The 18th century building had survived the French invasion of Russia and the ensuing Moscow Fire of 1812. Many violations were recorded when it was demolished; the contractor did not have the proper authorization and was subsequently fined 600,000 rubles ($20,000).
Furthermore, many of the adjacent buildings were damaged as a result of the demolition, and cracks began to appear. Melnikov House was one of these buildings.
After that, people started making noise, saying the construction of the commercial and entertainment center may seriously affect the surrounding historic buildings.
Excavation work started on the site of the demolished building in February 2013. Although the ground was frozen (which is considered safer for surrounding buildings), new cracks appeared on Melnikov House, and plaster started to crumble.
It was at this point that people started a campaign against the developer Trust-Oil to save the building.
Reputable international organizations, such as the International Council on Monuments and Sites (ICOMOS), the International Working Party for Documentation and Conservation of Buildings (Docomomo) and the International Union of Architects (IUA) joined the campaign.
ICOMOS even issued a Heritage Alert and plans to include Melnikov House in the Heritage at Risk list. This is the first time such a high level of alert has been issued for a Russian monument.
The multi-purpose center is being built by construction company Trust-Oil, which has cited building regulations allowing the developer to go 26 feet below the surface, given the distance between the site and Melnikov House.
Furthermore, Trust-Oil commissioned a study from the Gersevanov Research Institute of Foundations and Underground Structures that said the impact of the construction was within 46 feet of the site, whereas Melnikov House is 105 feet away from the construction pit.
The study concluded that the shrinkage cracks on the outer walls and foundation of the monument and crumbling plaster appeared because repairs were long overdue.
“The Gersevanov Institute has a very bad reputation,” says Natalya Samover, coordinator at Archnadzor organization.
“They are famous for providing the conclusions that their customers want. Besides, Trust-Oil talks about the results of a study, but never shows any documents. In any case, the report is not good enough to be used in this dispute, because it was commissioned by a party involved. An independent study is required. As far as I know, the Russian Academy of Architecture and Construction Sciences is putting together an independent team to carry out the same study, and it won’t be paid for by any of the parties.”
“The house was built in 1929, when population density was not high in Moscow,” Samover says. “But during the last few years, the landscape of Arbat and the adjacent streets has changed dramatically.

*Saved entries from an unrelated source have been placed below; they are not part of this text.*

//! String normalization for heterogeneous commercial product names.
//!
//! Implements a fixed 14-stage pipeline: whitespace unification, glyph
//! lookalike folding, case folding, decimal separators, dimension
//! extraction, domain synonyms, punctuation stripping, number-unit
//! attachment, weak-word removal, unit stripping, tokenization, dedup,
//! token sort, and join. Every stage after the first is gated by an
//! `Options` flag or unconditional; none of this is configurable beyond
//! the documented flags.

use crate::types::Options;
use once_cell::sync::Lazy;
use regex::Regex;
use std::collections::HashSet;

static DIGIT_COMMA_DIGIT: Lazy<Regex> = Lazy::new(|| Regex::new(r"(\d),(\d)").unwrap());

static MUL_SEP_BETWEEN_DIGITS: Lazy<Regex> =
    Lazy::new(|| Regex::new(r"(\d)( *)([×*хХ])( *)(\d)").unwrap());

static DIMENSION: Lazy<Regex> = Lazy::new(|| {
    Regex::new(r"(?i)\d{2,5} ?[xх×*] ?\d{2,5}(?: ?[xх×*] ?\d{1,5})? ?(?:мм|mm)?").unwrap()
});

static DIMENSION_PARTS: Lazy<Regex> =
    Lazy::new(|| Regex::new(r"(?i)(\d{2,5})\s*[xх×*]\s*(\d{2,5})(?:\s*[xх×*]\s*(\d{1,5}))?").unwrap());

static EURO_PALLET: Lazy<Regex> =
    Lazy::new(|| Regex::new(r"(?i)\b(?:евро[\s-]*поддон|поддон[\s-]*евро)\b").unwrap());

// Longest-alternative-first so a short unit can't shadow a longer one under
// leftmost-first alternation semantics.
const UNIT_ALT: &str = "мл|кг|мг|мм|см|шт|л|г|м|%";

static PALLET_SYNONYM: Lazy<Regex> =
    Lazy::new(|| Regex::new(r"(?i)\b(паллетта|паллета|палета|паллет|палет)\b").unwrap());
static SHT_DOT: Lazy<Regex> = Lazy::new(|| Regex::new(r"(?i)\bшт\.").unwrap());
static L_DOT: Lazy<Regex> = Lazy::new(|| Regex::new(r"(?i)\bл\.").unwrap());

static NON_NAME_PUNCT: Lazy<Regex> = Lazy::new(|| Regex::new(r"[^\p{L}\p{N}%.,]+").unwrap());

static NUM_UNIT_ATTACH: Lazy<Regex> = Lazy::new(|| {
    Regex::new(&format!(r"(?i)(\d+(?:[.,]\d+)?)\s+({})\b", UNIT_ALT)).unwrap()
});

static WEAK_WORD: Lazy<Regex> =
    Lazy::new(|| Regex::new(r"(?i)\bтара\b|\bупаковочн\w*\b|\bуп\.").unwrap());

static BARE_UNIT: Lazy<Regex> = Lazy::new(|| Regex::new(&format!(r"(?i)\b(?:{})\b", UNIT_ALT)).unwrap());

static TOKEN_SPLIT: Lazy<Regex> = Lazy::new(|| Regex::new(r"[^\p{L}\p{N}]+").unwrap());

static NUM_UNIT_ATOM: Lazy<Regex> = Lazy::new(|| {
    Regex::new(r"(?i)^\d+(?:\.\d+)?(шт|л|кг|г|гр|мл|мм|см|м|pcs|pc|l|kg|g|ml|mm|cm|m)$").unwrap()
});
static DIM_ATOM: Lazy<Regex> = Lazy::new(|| Regex::new(r"^\d{2,5}x\d{2,5}$").unwrap());

fn unify_whitespace(s: &str) -> String {
    s.chars()
        .map(|c| match c {
            '\u{00A0}' | '\u{202F}' | '\u{2007}' | '\t' | '\r' | '\n' => ' ',
            other => other,
        })
        .collect()
}

fn fold_lookalikes(s: &str) -> String {
    s.chars()
        .map(|c| match c {
            'A' => 'А',
            'B' => 'В',
            'C' => 'С',
            'E' => 'Е',
            'H' => 'Н',
            'K' => 'К',
            'M' => 'М',
            'O' => 'О',
            'P' => 'Р',
            'T' => 'Т',
            'X' => 'Х',
            'Y' => 'У',
            'L' => 'Л',
            'a' => 'а',
            'c' => 'с',
            'e' => 'е',
            'o' => 'о',
            'p' => 'р',
            'x' => 'х',
            'm' => 'м',
            'l' => 'л',
            'y' => 'у',
            'k' => 'к',
            'Ё' => 'Е',
            'ё' => 'е',
            other => other,
        })
        .collect()
}

fn unify_mul_separators(s: &str) -> String {
    MUL_SEP_BETWEEN_DIGITS
        .replace_all(s, "${1}${2}x${4}${5}")
        .into_owned()
}

fn strip_leading_zeros(s: &str) -> String {
    let trimmed = s.trim_start_matches('0');
    if trimmed.is_empty() {
        "0".to_string()
    } else {
        trimmed.to_string()
    }
}

/// Stage 5: pull out `AxB`-style dimension tokens, returning the text with
/// every matched span excised (replaced by a single space) and the list of
/// stashed `AxB` tokens in order of appearance.
fn extract_dimensions(s: &str) -> (String, Vec<String>) {
    let mut stashed = Vec::new();
    let mut out = String::with_capacity(s.len());
    let mut last = 0;
    for m in DIMENSION.find_iter(s) {
        out.push_str(&s[last..m.start()]);
        out.push(' ');
        last = m.end();
        if let Some(caps) = DIMENSION_PARTS.captures(m.as_str()) {
            let a = strip_leading_zeros(&caps[1]);
            let b = strip_leading_zeros(&caps[2]);
            stashed.push(format!("{}x{}", a, b));
        }
    }
    out.push_str(&s[last..]);
    (out, stashed)
}

fn apply_domain_synonyms(s: &str) -> String {
    let s = EURO_PALLET.replace_all(s, "европоддон");
    let s = PALLET_SYNONYM.replace_all(&s, "поддон");
    let s = SHT_DOT.replace_all(&s, "шт");
    let s = L_DOT.replace_all(&s, "л");
    s.into_owned()
}

fn attach_num_units(s: &str) -> String {
    let mut current = s.to_string();
    for _ in 0..8 {
        let next = NUM_UNIT_ATTACH.replace_all(&current, "$1$2").into_owned();
        if next == current {
            break;
        }
        current = next;
    }
    current
}

/// Implements the fixed 14-stage normalization pipeline described above.
pub fn normalize(name: &str, opt: &Options) -> String {
    if name.is_empty() {
        return String::new();
    }

    // Stage 1: whitespace unification.
    let mut s = unify_whitespace(name);

    // Stage 2: glyph unification.
    if opt.unify {
        s = fold_lookalikes(&s);
        s = unify_mul_separators(&s);
    }

    // Stage 3: case folding.
    if opt.lowercase {
        s = s.to_lowercase();
    }

    // Stage 4: decimal separator.
    s = DIGIT_COMMA_DIGIT.replace_all(&s, "$1.$2").into_owned();

    // Stage 5: dimension extraction.
    let (s, dims) = extract_dimensions(&s);
    let mut s = s;

    // Stage 6: domain synonyms.
    s = apply_domain_synonyms(&s);

    // Stage 7: punctuation stripping.
    if opt.normalization {
        s = NON_NAME_PUNCT.replace_all(&s, " ").into_owned();
    }

    // Stage 8: number-unit attachment (fixed point).
    s = attach_num_units(&s);

    // Stage 9: weak-word removal.
    s = WEAK_WORD.replace_all(&s, " ").into_owned();

    // Stage 10: unit stripping.
    if opt.strip_units {
        s = BARE_UNIT.replace_all(&s, " ").into_owned();
    }

    // Stage 11: tokenization.
    let mut tokens: Vec<String> = TOKEN_SPLIT
        .split(&s)
        .filter(|t| !t.is_empty())
        .map(|t| t.to_string())
        .collect();

    // Stage 12: dedup (preserve first occurrence), then append stashed dims.
    let mut seen = HashSet::new();
    tokens.retain(|t| seen.insert(t.clone()));
    for d in dims {
        if seen.insert(d.clone()) {
            tokens.push(d);
        }
    }

    // Stage 13: token sort.
    if opt.token_sort {
        tokens.sort();
    }

    // Stage 14: join + trim.
    tokens.join(" ").trim().to_string()
}

/// Re-sorts the whitespace-separated tokens of an already-normalized string.
/// Used by the fuzzy tier's token-order-independent similarity comparison,
/// independent of whether `Options::token_sort` was enabled when `name_norm`
/// was produced.
pub fn token_sort(s: &str) -> String {
    let mut tokens: Vec<&str> = s.split_whitespace().collect();
    tokens.sort();
    tokens.join(" ")
}

/// Extracts the sorted multiset of numeric-unit atoms from an already
/// normalized name: fused `<number><unit>` tokens (unit canonicalized to a
/// fixed internal alphabet) and `<a>x<b>` dimension tokens.
pub fn num_units(name_norm: &str) -> Vec<String> {
    let mut atoms: Vec<String> = name_norm
        .split_whitespace()
        .filter_map(|tok| {
            if DIM_ATOM.is_match(tok) {
                return Some(tok.to_string());
            }
            NUM_UNIT_ATOM.captures(tok).map(|caps| {
                let unit = canonical_unit(&caps[1]);
                let number_len = tok.len() - caps[1].len();
                format!("{}{}", &tok[..number_len], unit)
            })
        })
        .collect();
    atoms.sort();
    atoms
}

fn canonical_unit(unit: &str) -> &'static str {
    match unit.to_lowercase().as_str() {
        "шт" | "pcs" | "pc" => "pcs",
        "л" | "l" => "l",
        "кг" | "kg" => "kg",
        "г" | "гр" | "g" => "g",
        "мл" | "ml" => "ml",
        "мм" | "mm" => "mm",
        "см" | "cm" => "cm",
        "м" | "m" => "m",
        other => unreachable!("unexpected unit alternative: {other}"),
    }
}


#[cfg(test)]
mod idempotence_property {
    use super::*;
    use proptest::prelude::*;

    // Product-name-shaped strings: Cyrillic/Latin letters, digits, and the
    // punctuation/separators the pipeline specifically targets, rather than
    // arbitrary Unicode — a uniformly random string would mostly exercise
    // the fall-through "no stage matches" path and tell us nothing about
    // the stages that interact (dimension extraction, synonym folding,
    // unit fusion, tokenization).
    fn name_strategy() -> impl Strategy<Value = String> {
        "[a-zA-Zа-яА-ЯёЁ0-9 .,×x*х/%-]{0,40}"
    }

    proptest! {
        #[test]
        fn normalize_is_idempotent(s in name_strategy()) {
            let opt = Options::default();
            let once = normalize(&s, &opt);
            let twice = normalize(&once, &opt);
            prop_assert_eq!(once, twice);
        }

        #[test]
        fn normalize_never_panics(s in name_strategy()) {
            let opt = Options::default();
            let _ = normalize(&s, &opt);
        }
    }
}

A few modern buildings with underground car parks have emerged around the famous house. Subterranean water flows were redirected by new walls and started washing out less stable areas under Melnikov House, which doesn’t have a deep enough foundation.”
The construction of a single-apartment house in central Moscow in the late 1920s was something extraordinary. The Moscow’s government was promoting the idea of having many families live in the same, communal apartment.
Melnikov was allowed to build his own house only because of the bold design. The officials loved the idea of two overlapping cylinders.
The house is now occupied by one of the architect’s granddaughters, Yekaterina Karinskaya. She told Izvestia that she was not asking the state to reconstruct the building, but demanded that groundwater work under the house be stopped.
Moscow's cultural heritage department refused to comment. It appears that only public organizations and representatives of the global architectural community are struggling for the monument now.
If the appeal by international organizations comes to be noticed by the country's administration, the unique architectural monument may be saved.